At WiredPeople, we are dedicated to delivering rapid, responsive, and reliable solutions to our clients across the public and private sectors. We are seeking a highly experienced and strategic Director of Information Systems Security (ISSO) to lead our security and compliance initiatives. In this role, you will play a critical part in safeguarding our information assets and ensuring adherence to complex regulatory frameworks. This position is a full-time and fully remote role. The Director of ISSO will lead a team of Information Systems Security Officers (ISSOs) and cybersecurity professionals to develop, implement, and maintain comprehensive information security and privacy programs.
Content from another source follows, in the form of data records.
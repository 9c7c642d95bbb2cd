use super::*;
use crate::form::{FORM_COLUMNS, FormField};

/// Edit captured while the grid is drawn, applied once drawing is done.
enum FieldEdit {
    Set(String, f64),
    Step(String, f64),
}

impl EguiApp {
    pub(super) fn render_input_grid(&mut self, ui: &mut egui::Ui) {
        let form = &self.controller.ui.form;
        if form.layout.fields().is_empty() {
            ui.label(RichText::new("Model tidak memiliki fitur.").color(style::palette().text_muted));
            return;
        }
        let mut edits = Vec::new();
        ui.columns(FORM_COLUMNS, |columns| {
            for (column_ui, fields) in columns.iter_mut().zip(form.layout.columns()) {
                for field in fields {
                    let value = form.row.get(&field.name).unwrap_or(field.control.default);
                    render_field(column_ui, field, value, &mut edits);
                    column_ui.add_space(6.0);
                }
            }
        });
        for edit in edits {
            match edit {
                FieldEdit::Set(name, value) => self.controller.set_input(&name, value),
                FieldEdit::Step(name, direction) => self.controller.step_input(&name, direction),
            }
        }
    }
}

fn render_field(ui: &mut egui::Ui, field: &FormField, value: f64, edits: &mut Vec<FieldEdit>) {
    ui.label(&field.name);
    ui.push_id(field.index, |ui| {
        ui.horizontal(|ui| {
            let mut edited = value;
            let drag = egui::DragValue::new(&mut edited)
                .speed(field.control.step)
                .min_decimals(2);
            let response = ui.add_sized(egui::vec2((ui.available_width() - 56.0).max(40.0), 20.0), drag);
            if response.changed() {
                edits.push(FieldEdit::Set(field.name.clone(), edited));
            }
            if ui.small_button("−").clicked() {
                edits.push(FieldEdit::Step(field.name.clone(), -1.0));
            }
            if ui.small_button("+").clicked() {
                edits.push(FieldEdit::Step(field.name.clone(), 1.0));
            }
        });
    });
}
//! Tree-ensemble regressors used for price inference.
//!
//! Both families load from JSON exports and evaluate entirely in Rust.

pub mod catboost;
pub mod gradient_boosting;
mod handle;

pub use handle::{ModelHandle, ModelLoadError, Regressor};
You will be responsible for overseeing risk management, vulnerability assessments, security authorizations, and compliance with federal and state guidelines (including NIST, FISMA, HIPAA, and FedRAMP). The ideal candidate is a strategic leader with deep technical expertise and a proven track record of managing security operations in highly regulated environments.

Requirements

Bachelor’s degree in Cybersecurity, Information Technology, Computer Science, or a related field.
10+ years of progressive experience in information security, IT compliance, or cyber risk management.
5+ years of experience in a leadership or management role overseeing security teams.
Extensive hands-on experience managing the NIST RMF and achieving ATOs for complex systems.
Must hold one or more active, industry-recognized senior security certifications (e.g., CISSP, CISM, GSLC, or CISA)
Exceptional understanding of federal and state security compliance frameworks.
Strong executive presence and the ability to communicate complex technical risks to non-technical stakeholders.
Proven ability to operate in a fast-paced environment and deliver reliable results.

Nice To Haves

A Master’s degree is highly preferred.

Responsibilities

Direct and mentor a team of ISSOs, security engineers, and compliance analysts, fostering a culture of continuous improvement and professional development.
Develop and execute the organization's information security strategy in alignment with overarching business goals and client requirements.
Act as the primary point of contact for senior leadership and external stakeholders regarding information systems security posture, risks, and compliance status.
Drive the adoption of "secure-by-design" principles across all enterprise systems and client deliverables.
Oversee the Risk Management Framework (RMF) process, ensuring timely and successful Authorization to Operate (ATO) for all organizational and client systems.
Ensure strict compliance with relevant regulatory standards, including NIST SP 800-53, FISMA, FedRAMP, HIPAA, and DoD IL requirements.
Direct comprehensive risk assessments, vulnerability scanning, and penetration testing activities, and manage the remediation of identified vulnerabilities.
Maintain oversight of Plan of Action and Milestones (POA&M) processes, ensuring risks are mitigated within required timeframes.
Lead the organization's incident response strategy, ensuring rapid detection, containment, and eradication of security threats.
Oversee the continuous monitoring program to ensure ongoing security compliance and threat intelligence integration.
Coordinate with legal, HR, and public relations teams during high-impact security incidents to ensure unified and compliant communication.
Develop, implement, and maintain enterprise-wide security policies, procedures, and System Security Plans (SSPs).
Ensure all system documentation, including Privacy Impact Assessments (PIAs) and Security Assessment Reports (SARs), is accurate and up-to-date.
Design and execute comprehensive security awareness and training programs for all staff and contractors.